Check the Or Emet website oremet.org for information, or look for Or Emet on Facebook and Instagram.

==Services and membership==
The Jewish Cultural Sunday School for children provides students an opportunity to learn about Jewish history, traditions, and secular philosophies. The school takes a secular approach and teaches Jewish history and culture chronologically and in age-appropriate ways to "Littles" (Preschool - Kindergarten), "Middles" (grades 1 - 3), "Juniors" (grades 4 - 5), and "B'Mitzvah Preparation (grades 6 - 7). Historically and culturally significant content is introduced at the Littles level via pictures, songs, and stories; it is then reprised at a somewhat more advanced level (with more reading for example) at the Middles level, and then at an even more advanced level with Juniors and later B'Mitzvah Prep who begin to discuss ethics and values involved in stories from history. Teens get involved in practicing the central value of tikkun olam and engage in more community-service activities and other projects they choose themselves. In Fall, 2012, basic Beginning Hebrew and Jewish Music were added to the curriculum for the three younger age groups.

As of 2024, Or Emet has a membership of about 75 households (families, couples or individuals).
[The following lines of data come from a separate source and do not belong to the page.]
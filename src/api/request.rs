use serde_json::Value;

use crate::domain::ThresholdUpdate;

use super::response::ErrorResponse;

/// Batch detection request: a JSON array of transaction payloads.
#[derive(Debug)]
pub struct BatchRequest {
    pub transactions: Vec<Value>,
}

impl BatchRequest {
    /// Check the shape and size of a batch body.
    ///
    /// Items are not validated here; an invalid item fails in its own slot.
    pub fn from_value(body: Value, max_batch_size: usize) -> Result<Self, ErrorResponse> {
        let transactions = match body {
            Value::Array(items) => items,
            _ => {
                return Err(ErrorResponse::error(
                    "Request must be a JSON array of transactions",
                ))
            }
        };

        if transactions.is_empty() {
            return Err(ErrorResponse::error("No transactions provided"));
        }

        if transactions.len() > max_batch_size {
            return Err(ErrorResponse::error(format!(
                "Batch size too large (max {} transactions)",
                max_batch_size
            )));
        }

        Ok(BatchRequest { transactions })
    }

    pub fn len(&self) -> usize {
        self.transactions.len()
    }

    pub fn is_empty(&self) -> bool {
        self.transactions.is_empty()
    }
}

/// Parse a threshold update body. Unknown keys are rejected.
pub fn parse_threshold_update(body: Value) -> Result<ThresholdUpdate, ErrorResponse> {
    serde_json::from_value(body)
        .map_err(|e| ErrorResponse::error(format!("Invalid threshold values: {}", e)))
}
use rust_decimal::Decimal;

use crate::domain::{in_hour_window, Action, Evidence, RuleParams, Transaction};
use crate::rules::traits::{Draft, OverlayRule};

/// Micro-transaction-at-night rule.
///
/// Tiny payments in the night window are a common card-testing pattern.
#[derive(Debug)]
pub struct MicroNightRule {
    id: String,
    max_amount: Decimal,
    night_start_hour: u8,
    night_end_hour: u8,
}

impl MicroNightRule {
    pub fn new(id: String, params: &RuleParams) -> Self {
        MicroNightRule {
            id,
            max_amount: params.micro_amount,
            night_start_hour: params.night_start_hour,
            night_end_hour: params.night_end_hour,
        }
    }
}

impl OverlayRule for MicroNightRule {
    fn id(&self) -> &str {
        &self.id
    }

    fn apply(&self, draft: Draft, tx: &Transaction) -> Draft {
        if draft.action == Action::Allow
            && tx.amount < self.max_amount
            && in_hour_window(tx.hour, self.night_start_hour, self.night_end_hour)
        {
            return draft.change(
                Action::Verify,
                "Micro transaction during night hours",
                Evidence::with_limit(
                    &self.id,
                    "amount",
                    tx.amount.to_string(),
                    self.max_amount.to_string(),
                ),
            );
        }

        draft
    }
}

#[cfg(test)]
mod tests {
    use super::*;

    fn rule() -> MicroNightRule {
        MicroNightRule::new("R5_MICRO_NIGHT".to_string(), &RuleParams::default())
    }

    fn test_tx(amount: i64, hour: u8) -> Transaction {
        Transaction::new("S1", "R1", Decimal::new(amount, 0), hour)
    }

    #[test]
    fn test_micro_at_night() {
        for hour in [0, 3, 5, 23] {
            let draft = rule().apply(Draft::new(Action::Allow), &test_tx(20, hour));
            assert_eq!(draft.action, Action::Verify, "hour {hour}");
        }
    }

    #[test]
    fn test_micro_during_day() {
        for hour in [6, 12, 22] {
            let draft = rule().apply(Draft::new(Action::Allow), &test_tx(20, hour));
            assert_eq!(draft.action, Action::Allow, "hour {hour}");
        }
    }

    #[test]
    fn test_amount_boundary() {
        let draft = rule().apply(Draft::new(Action::Allow), &test_tx(50, 2));
        assert_eq!(draft.action, Action::Allow);

        let draft = rule().apply(Draft::new(Action::Allow), &test_tx(49, 2));
        assert_eq!(draft.action, Action::Verify);
    }

    #[test]
    fn test_only_applies_to_allow() {
        let draft = rule().apply(Draft::new(Action::Verify), &test_tx(10, 2));
        assert_eq!(draft.action, Action::Verify);
        assert!(draft.reasoning.is_empty());
    }

    #[test]
    fn test_custom_window_and_amount() {
        let params = RuleParams {
            micro_amount: Decimal::new(100, 0),
            night_start_hour: 1,
            night_end_hour: 4,
            ..Default::default()
        };
        let rule = MicroNightRule::new("R5_MICRO_NIGHT".to_string(), &params);

        let draft = rule.apply(Draft::new(Action::Allow), &test_tx(80, 4));
        assert_eq!(draft.action, Action::Verify);
        assert_eq!(draft.evidence[0].limit, Some("100".to_string()));

        for hour in [0, 5, 23] {
            let draft = rule.apply(Draft::new(Action::Allow), &test_tx(80, hour));
            assert_eq!(draft.action, Action::Allow, "hour {hour}");
        }
    }
}
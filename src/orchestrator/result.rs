use chrono::{DateTime, Utc};
use serde::Serialize;
use smallvec::SmallVec;

use crate::domain::{Action, DecisionRecord, TransactionId};
use crate::engine::{ActionResponse, ResponseStatus, ThresholdInfo};

/// Completed prediction for one transaction.
#[derive(Debug, Clone, Serialize)]
pub struct FraudResult {
    pub transaction_id: TransactionId,
    pub fraud_detection: DecisionRecord,
    pub action_response: ActionResponse,
    pub processing_timestamp: DateTime<Utc>,
}

/// Why a prediction failed.
#[derive(Debug, Clone, Copy, PartialEq, Eq, Serialize)]
#[serde(rename_all = "snake_case")]
pub enum FailureKind {
    /// The payload was rejected before scoring
    ValidationError,
    /// Preprocessing, scoring or the decision failed
    Error,
}

/// Response attached to a failed prediction. Always BLOCK.
#[derive(Debug, Clone, PartialEq, Serialize)]
pub struct FailSafeResponse {
    pub status: ResponseStatus,
    pub action: Action,
    pub message: String,
    pub user_message: String,
    pub next_steps: SmallVec<[String; 2]>,
}

impl FailSafeResponse {
    pub fn block() -> Self {
        FailSafeResponse {
            status: ResponseStatus::Error,
            action: Action::Block,
            message: "Unable to process transaction due to technical error".to_string(),
            user_message: "Transaction could not be processed. Please try again later.".to_string(),
            next_steps: ["retry_later", "contact_support"]
                .iter()
                .map(|s| s.to_string())
                .collect(),
        }
    }
}

/// Fail-safe result for a transaction that could not be decided.
#[derive(Debug, Clone, Serialize)]
pub struct ErrorResult {
    pub transaction_id: TransactionId,
    pub status: FailureKind,
    pub error: String,
    pub action_response: FailSafeResponse,
    pub processing_timestamp: DateTime<Utc>,
}

impl ErrorResult {
    pub fn new(transaction_id: TransactionId, status: FailureKind, error: impl Into<String>) -> Self {
        ErrorResult {
            transaction_id,
            status,
            error: error.into(),
            action_response: FailSafeResponse::block(),
            processing_timestamp: Utc::now(),
        }
    }
}

/// Outcome of one prediction: a decision, or a fail-safe error.
#[derive(Debug, Clone, Serialize)]
#[serde(untagged)]
pub enum Prediction {
    Completed(FraudResult),
    Failed(ErrorResult),
}

impl Prediction {
    pub fn transaction_id(&self) -> &TransactionId {
        match self {
            Prediction::Completed(result) => &result.transaction_id,
            Prediction::Failed(error) => &error.transaction_id,
        }
    }

    /// Action the caller must apply. Failures always block.
    pub fn action(&self) -> Action {
        match self {
            Prediction::Completed(result) => result.action_response.action,
            Prediction::Failed(error) => error.action_response.action,
        }
    }

    pub fn is_completed(&self) -> bool {
        matches!(self, Prediction::Completed(_))
    }
}

/// Collaborator and threshold details reported by the service.
#[derive(Debug, Clone, Serialize)]
pub struct ModelInfo {
    pub status: String,
    pub scorer: String,
    pub features: usize,
    pub feature_names: Vec<String>,
    pub thresholds: ThresholdInfo,
}
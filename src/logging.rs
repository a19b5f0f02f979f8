// src/logging.rs
// =============================================================================
// Logger setup for the command-line tool.
//
// The library only emits records through the `log` facade. The binary calls
// init_logger() once to print them on stderr with env_logger.
//
// RUST_LOG is read first; --log-level then overrides the level for this
// crate, so `RUST_LOG=reqwest=debug github-content ...` still works.
// =============================================================================

use std::io::Write;

use log::LevelFilter;

/// Installs env_logger with a compact `LEVEL target: message` format.
///
/// Fails if a logger was already installed in this process.
pub fn init_logger(level: LevelFilter) -> Result<(), log::SetLoggerError> {
    let mut builder = env_logger::Builder::from_default_env();

    builder.filter_module("github_content", level);

    builder.format(|buf, record| {
        writeln!(
            buf,
            "{:<5} {}: {}",
            record.level(),
            record.target(),
            record.args()
        )
    });

    builder.try_init()
}
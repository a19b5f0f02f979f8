// src/lib.rs
// =============================================================================
// Library root.
//
// Everything useful lives in the `github` module; the most common items are
// re-exported here so callers can write `github_content::GithubContent`.
// =============================================================================

pub mod github;
pub mod logging;

pub use github::{
    ClientConfig, ContentError, FetchOptions, FileResult, GithubContent, PathList, RawTransport,
    Transport, TransportError,
};
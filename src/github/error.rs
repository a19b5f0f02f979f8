// src/github/error.rs
// =============================================================================
// Error types for downloading files.
//
// Two layers:
// - TransportError: anything that goes wrong while talking HTTP
// - ContentError: what callers of GithubContent see (config problems plus
//   transport errors passed through untouched)
//
// Rust concepts:
// - thiserror: derive Display/Error for enums instead of writing them by hand
// - #[error(transparent)]: forward Display and source() to the inner error
// =============================================================================

use thiserror::Error;

/// Errors raised by a [`Transport`](super::Transport) while performing a GET.
#[derive(Error, Debug)]
pub enum TransportError {
    /// The base URL cannot have path segments appended (e.g. `mailto:` urls).
    #[error("base url cannot carry a path: {0}")]
    InvalidBaseUrl(String),

    /// A `:name` placeholder in the url template had no value.
    #[error("no value for url segment ':{0}'")]
    MissingParam(String),

    /// Network, DNS, TLS or timeout failure from reqwest.
    #[error(transparent)]
    Http(#[from] reqwest::Error),

    /// Failure reported by a custom transport implementation.
    #[error(transparent)]
    Other(#[from] anyhow::Error),
}

/// Errors returned by [`GithubContent`](super::GithubContent) operations.
#[derive(Error, Debug)]
pub enum ContentError {
    /// No repository was configured on the client or supplied for the call.
    #[error("missing repository: set `repo` (or `owner/repo`) before fetching files")]
    MissingRepository,

    /// The path is empty or contains "." / ".." segments.
    #[error("invalid file path {0:?}: expected a path inside the repository")]
    InvalidPath(String),

    #[error(transparent)]
    Transport(#[from] TransportError),
}

impl ContentError {
    pub fn is_missing_repository(&self) -> bool {
        matches!(self, ContentError::MissingRepository)
    }
}
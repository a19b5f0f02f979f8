// src/main.rs
// =============================================================================
// This is the entry point of our CLI application.
//
// What happens here:
// 1. Parse command-line arguments using clap
// 2. Set up logging
// 3. Download every requested file (all at once)
// 4. Print them as plain text or JSON
// 5. Exit with proper code (0 = success, 2 = error)
// =============================================================================

mod cli;

use anyhow::{Context, Result};
use clap::Parser;

use cli::Cli;
use github_content::{FileResult, GithubContent};

// The #[tokio::main] attribute creates a tokio runtime and runs our async
// main inside it
#[tokio::main]
async fn main() {
    // Run the application and turn the outcome into an exit code
    let exit_code = match run().await {
        Ok(()) => 0,
        Err(e) => {
            // {:#} prints the whole context chain: "Failed to ...: cause"
            eprintln!("Error: {:#}", e);
            2
        }
    };

    std::process::exit(exit_code);
}

// This is the main application logic
//
// Returns:
//   Ok(()) = every file downloaded and printed
//   Err = bad configuration, network failure, or output failure
async fn run() -> Result<()> {
    // Parse command-line arguments (handles --help and --version too)
    let cli = Cli::parse();

    // A second logger can only exist if something else installed one first
    if let Err(e) = github_content::logging::init_logger(cli.log_level.into()) {
        eprintln!("Warning: logger not installed: {}", e);
    }

    let client = GithubContent::new(cli.client_config())
        .context("Failed to create HTTP client")?;

    // Download all files at once; the first failure aborts the lot
    let files = client
        .files(cli.paths.clone())
        .await
        .with_context(|| format!("Failed to download files from {}", cli.repo))?;

    log::info!("downloaded {} file(s)", files.len());

    print_files(&files, cli.json)
}

// Prints downloaded files either as JSON or as plain text
//
// Parameters:
//   files: downloaded files, in the order they were requested
//   json: whether to output a JSON array instead of
//           ---- path ----
//           contents
fn print_files(files: &[FileResult], json: bool) -> Result<()> {
    if json {
        let json_output = serde_json::to_string_pretty(files)?;
        println!("{}", json_output);
    } else {
        for file in files {
            println!("---- {} ----", file.path());
            println!("{}", file.text());
            println!();
        }
    }
    Ok(())
}

// -----------------------------------------------------------------------------
// BEGINNER NOTES:
//
// 1. Why is run() separate from main()?
//    - main() can't return our exit codes through `?`
//    - run() uses `?` freely and main() maps the Result to 0 or 2
//
// 2. What do .context() and .with_context() do?
//    - They wrap an error with a message describing what we were doing
//    - with_context takes a closure, so the message is only built on error
//
// 3. Why clone cli.paths?
//    - files() takes ownership of its input, and we still use `cli` after
// -----------------------------------------------------------------------------
// src/github/transport.rs
// =============================================================================
// The HTTP layer used to download raw files.
//
// - Transport: a small trait with one async `get`, so the client can be
//   driven by reqwest in production and by a stub in tests
// - RawTransport: the reqwest implementation, pointed at
//   raw.githubusercontent.com
// - expand_template: turns "/:owner/:repo/:branch/:path" plus a map of values
//   into a full URL, escaping every path segment
//
// A non-2xx answer is NOT an error here. raw.githubusercontent.com answers a
// missing file with "404: Not Found" as the body, and that body is handed
// back as the file contents. Callers must not take a successful result as
// proof that the file exists.
//
// Rust concepts:
// - async-trait: async methods in a trait that can be used as `dyn Transport`
// - Builder pattern: RawTransport::builder() for optional settings
// =============================================================================

use std::collections::BTreeMap;
use std::time::Duration;

use async_trait::async_trait;
use reqwest::header::{AUTHORIZATION, USER_AGENT};
use reqwest::Client;
use url::Url;

use super::error::TransportError;

/// Host serving raw file contents for GitHub repositories.
pub const RAW_CONTENT_URL: &str = "https://raw.githubusercontent.com";

const DEFAULT_TIMEOUT: Duration = Duration::from_secs(30);
const DEFAULT_USER_AGENT: &str = concat!("github-content/", env!("CARGO_PKG_VERSION"));

/// Options passed through to the transport untouched by the resolver.
#[derive(Debug, Clone, Default, PartialEq, Eq)]
pub struct TransportOptions {
    /// Sent as `Authorization: token <value>`.
    pub token: Option<String>,
    /// Overrides the transport's default `User-Agent`.
    pub user_agent: Option<String>,
}

impl TransportOptions {
    /// Field-by-field merge, `overrides` winning wherever it has a value.
    pub fn merged(&self, overrides: &TransportOptions) -> TransportOptions {
        TransportOptions {
            token: overrides.token.clone().or_else(|| self.token.clone()),
            user_agent: overrides
                .user_agent
                .clone()
                .or_else(|| self.user_agent.clone()),
        }
    }
}

/// Everything a single GET needs besides the template itself.
#[derive(Debug, Clone, Default)]
pub struct RequestOptions {
    /// Values for the `:name` placeholders of the template.
    pub params: BTreeMap<String, String>,
    pub transport: TransportOptions,
}

/// Performs a GET for a templated path and returns the raw response body.
#[async_trait]
pub trait Transport: Send + Sync {
    async fn get(&self, template: &str, options: &RequestOptions) -> Result<Vec<u8>, TransportError>;
}

// Builds the request URL from a base URL and a template such as
// "/:owner/:repo/:branch/:path".
//
// Each placeholder value may itself contain '/' (the file path does); it is
// split and every piece is pushed as its own, escaped, segment. Empty pieces
// are skipped so "docs//a.md" and "/docs/a.md" still produce clean URLs.
//
// The url crate drops "." and applies ".." while pushing, so "a/./b.md"
// becomes "a/b.md" and "../x.md" becomes "x.md". GithubContent rejects such
// paths before they get here.
pub fn expand_template(
    base: &Url,
    template: &str,
    params: &BTreeMap<String, String>,
) -> Result<Url, TransportError> {
    let mut url = base.clone();
    {
        let mut segments = url
            .path_segments_mut()
            .map_err(|_| TransportError::InvalidBaseUrl(base.to_string()))?;
        segments.pop_if_empty();

        for part in template.split('/').filter(|p| !p.is_empty()) {
            match part.strip_prefix(':') {
                Some(name) => {
                    let value = params
                        .get(name)
                        .ok_or_else(|| TransportError::MissingParam(name.to_string()))?;
                    segments.extend(value.split('/').filter(|s| !s.is_empty()));
                }
                None => {
                    segments.push(part);
                }
            }
        }
    }
    Ok(url)
}

/// reqwest-backed [`Transport`] for raw.githubusercontent.com.
#[derive(Debug, Clone)]
pub struct RawTransport {
    client: Client,
    base_url: Url,
}

impl RawTransport {
    /// Transport against [`RAW_CONTENT_URL`] with default settings.
    pub fn new() -> Result<Self, TransportError> {
        Self::builder().build()
    }

    pub fn builder() -> RawTransportBuilder {
        RawTransportBuilder::default()
    }

    pub fn base_url(&self) -> &Url {
        &self.base_url
    }
}

#[async_trait]
impl Transport for RawTransport {
    async fn get(&self, template: &str, options: &RequestOptions) -> Result<Vec<u8>, TransportError> {
        let url = expand_template(&self.base_url, template, &options.params)?;
        log::debug!("GET {}", url);

        let mut request = self.client.get(url.clone());
        if let Some(token) = &options.transport.token {
            request = request.header(AUTHORIZATION, format!("token {}", token));
        }
        if let Some(agent) = &options.transport.user_agent {
            request = request.header(USER_AGENT, agent.as_str());
        }

        let response = request.send().await?;
        let status = response.status();
        if !status.is_success() {
            log::warn!(
                "{} answered HTTP {}, returning the body as file contents",
                url,
                status.as_u16()
            );
        }

        let body = response.bytes().await?;
        log::debug!("{} -> {} bytes", url, body.len());
        Ok(body.to_vec())
    }
}

/// Optional settings for [`RawTransport`].
#[derive(Debug, Clone)]
pub struct RawTransportBuilder {
    base_url: String,
    timeout: Duration,
    client: Option<Client>,
}

impl Default for RawTransportBuilder {
    fn default() -> Self {
        RawTransportBuilder {
            base_url: RAW_CONTENT_URL.to_string(),
            timeout: DEFAULT_TIMEOUT,
            client: None,
        }
    }
}

impl RawTransportBuilder {
    /// Serve files from another host (a mirror, or a mock server in tests).
    pub fn base_url(mut self, base_url: impl Into<String>) -> Self {
        self.base_url = base_url.into();
        self
    }

    /// Per-request timeout. Ignored when a prebuilt client is supplied.
    pub fn timeout(mut self, timeout: Duration) -> Self {
        self.timeout = timeout;
        self
    }

    /// Reuse an existing reqwest client (connection pool, proxies, ...).
    pub fn client(mut self, client: Client) -> Self {
        self.client = Some(client);
        self
    }

    pub fn build(self) -> Result<RawTransport, TransportError> {
        let base_url = Url::parse(&self.base_url)
            .map_err(|e| TransportError::InvalidBaseUrl(format!("{}: {}", self.base_url, e)))?;
        if base_url.cannot_be_a_base() {
            return Err(TransportError::InvalidBaseUrl(self.base_url));
        }

        let client = match self.client {
            Some(client) => client,
            None => Client::builder()
                .timeout(self.timeout)
                .user_agent(DEFAULT_USER_AGENT)
                .build()?,
        };

        Ok(RawTransport { client, base_url })
    }
}
// src/github/mod.rs
// =============================================================================
// This module downloads raw files from GitHub repositories.
//
// Submodules:
// - config: owner/repo/branch defaults and per-call overrides
// - fetch: GithubContent, single and batch downloads
// - transport: the HTTP layer (raw.githubusercontent.com via reqwest)
// - error: error types shared by the above
// =============================================================================

mod config;
mod error;
mod fetch;
mod transport;

pub use config::{ClientConfig, FetchOptions, ResolvedTarget, DEFAULT_BRANCH};
pub use error::{ContentError, TransportError};
pub use fetch::{FileResult, GithubContent, PathList};
pub use transport::{
    expand_template, RawTransport, RawTransportBuilder, RequestOptions, Transport,
    TransportOptions, RAW_CONTENT_URL,
};
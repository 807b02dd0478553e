//! Number formatting for displayed metrics.

/// Shown in place of a value that overflowed to infinity or NaN.
pub const OVERFLOW: &str = "overflow";

/// Format with `decimals` fractional digits and comma thousands separators.
///
/// `1234567.891` with 2 decimals becomes `1,234,567.89`.
pub fn format_thousands(value: f64, decimals: usize) -> String {
    if !value.is_finite() {
        return OVERFLOW.to_string();
    }

    let fixed = format!("{:.*}", decimals, value.abs());
    let (int_part, frac_part) = match fixed.split_once('.') {
        Some((i, f)) => (i, Some(f)),
        None => (fixed.as_str(), None),
    };

    let mut grouped = String::with_capacity(fixed.len() + int_part.len() / 3 + 1);
    for (i, ch) in int_part.chars().enumerate() {
        if i > 0 && (int_part.len() - i) % 3 == 0 {
            grouped.push(',');
        }
        grouped.push(ch);
    }
    if let Some(frac) = frac_part {
        grouped.push('.');
        grouped.push_str(frac);
    }

    // Skip the sign when rounding produced zero ("-0.00")
    let is_zero = fixed.chars().all(|c| c == '0' || c == '.');
    if value.is_sign_negative() && !is_zero {
        grouped.insert(0, '-');
    }
    grouped
}

/// Format with fixed decimals and no grouping (used for magnitudes).
pub fn format_fixed(value: f64, decimals: usize) -> String {
    if value.is_finite() {
        format!("{:.*}", decimals, value)
    } else {
        OVERFLOW.to_string()
    }
}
Events such as High Holiday services and the Passover Seder and annual Hanukkah party can attract 100 or more people.

==Affiliations==
In addition to the Society for Humanistic Judaism, Or Emet belongs to the Minnesota Council for Non-Profits, is a participating congregation in the Hebrew Immigrant Aid Society's (HIAS) Welcoming Community initiative, and has ties to other Jewish, humanist, and non-theist groups.